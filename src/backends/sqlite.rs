//! SQLite driver adapter over rusqlite.
//!
//! The reference [`Driver`] implementation. The config's `database`
//! field is the file path (`:memory:` for an in-memory database);
//! host, port, and credentials are ignored.

use crate::config::ConnectionConfig;
use crate::db::driver::{DatabaseEngine, Driver};
use crate::db::types::{QueryResult, Value};
use crate::error::{DbError, DbResult};
use rusqlite::Connection;
use rusqlite::types::ValueRef;
use std::fmt::Write as _;
use std::time::Duration;

const BUSY_TIMEOUT: Duration = Duration::from_secs(5);

/// Driver speaking to a local SQLite database.
#[derive(Default)]
pub struct SqliteDriver {
    conn: Option<Connection>,
}

impl SqliteDriver {
    pub fn new() -> Self {
        Self::default()
    }

    fn conn(&mut self) -> DbResult<&mut Connection> {
        self.conn
            .as_mut()
            .ok_or_else(|| DbError::connection("not connected"))
    }
}

impl Driver for SqliteDriver {
    fn connect(&mut self, config: &ConnectionConfig) -> DbResult<()> {
        let conn = if config.database == ":memory:" {
            Connection::open_in_memory()?
        } else {
            Connection::open(&config.database)?
        };
        conn.busy_timeout(BUSY_TIMEOUT)?;
        self.conn = Some(conn);
        Ok(())
    }

    fn begin(&mut self) -> DbResult<()> {
        self.conn()?
            .execute_batch("BEGIN")
            .map_err(|e| DbError::transaction("begin", e.to_string()))
    }

    fn commit(&mut self) -> DbResult<()> {
        self.conn()?
            .execute_batch("COMMIT")
            .map_err(|e| DbError::transaction("commit", e.to_string()))
    }

    fn rollback(&mut self) -> DbResult<()> {
        self.conn()?
            .execute_batch("ROLLBACK")
            .map_err(|e| DbError::transaction("rollback", e.to_string()))
    }

    fn execute_statement(&mut self, statement: &str) -> DbResult<()> {
        self.conn()?.execute_batch(statement).map_err(DbError::from)
    }

    fn query_statement(&mut self, statement: &str) -> DbResult<QueryResult> {
        let conn = self.conn()?;
        let mut stmt = conn.prepare(statement)?;
        let columns: Vec<String> = stmt.column_names().iter().map(|c| c.to_string()).collect();
        let column_count = columns.len();

        let mut rows = stmt.query([])?;
        let mut data = Vec::new();
        while let Some(row) = rows.next()? {
            let mut cells = Vec::with_capacity(column_count);
            for i in 0..column_count {
                cells.push(match row.get_ref(i)? {
                    ValueRef::Null => Value::Null,
                    ValueRef::Integer(v) => Value::Integer(v),
                    ValueRef::Real(v) => Value::Real(v),
                    ValueRef::Text(t) => Value::Text(String::from_utf8_lossy(t).into_owned()),
                    ValueRef::Blob(b) => Value::Blob(b.to_vec()),
                });
            }
            data.push(cells);
        }

        Ok(QueryResult::new(columns, data))
    }

    fn escape_string(&self, text: &str) -> String {
        let mut out = String::with_capacity(text.len() + 2);
        out.push('\'');
        for ch in text.chars() {
            if ch == '\'' {
                out.push('\'');
            }
            out.push(ch);
        }
        out.push('\'');
        out
    }

    fn escape_blob(&self, bytes: &[u8]) -> String {
        let mut out = String::with_capacity(bytes.len() * 2 + 3);
        out.push_str("X'");
        for b in bytes {
            let _ = write!(out, "{:02X}", b);
        }
        out.push('\'');
        out
    }

    fn last_inserted_id(&mut self) -> u64 {
        match &self.conn {
            Some(conn) => u64::try_from(conn.last_insert_rowid()).unwrap_or(0),
            None => 0,
        }
    }

    fn engine(&self) -> DatabaseEngine {
        DatabaseEngine::SQLite
    }

    fn string_comparer(&self) -> &'static str {
        "LIKE "
    }

    fn update_limiter(&self) -> &'static str {
        // SQLite is not normally built with UPDATE ... LIMIT support.
        ""
    }

    fn multi_row_inserts(&self) -> bool {
        true
    }
}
▬▬▬▬▬▬
- _ASSIGNMENT_
Every line of the listing that includes the word "DbError" belongs in the answer.

- _SOLUTION FOR THIS EXERCISE_
use crate::error::{DbError, DbResult};
            .ok_or_else(|| DbError::connection("not connected"))
            .map_err(|e| DbError::transaction("begin", e.to_string()))
            .map_err(|e| DbError::transaction("commit", e.to_string()))
            .map_err(|e| DbError::transaction("rollback", e.to_string()))
        self.conn()?.execute_batch(statement).map_err(DbError::from)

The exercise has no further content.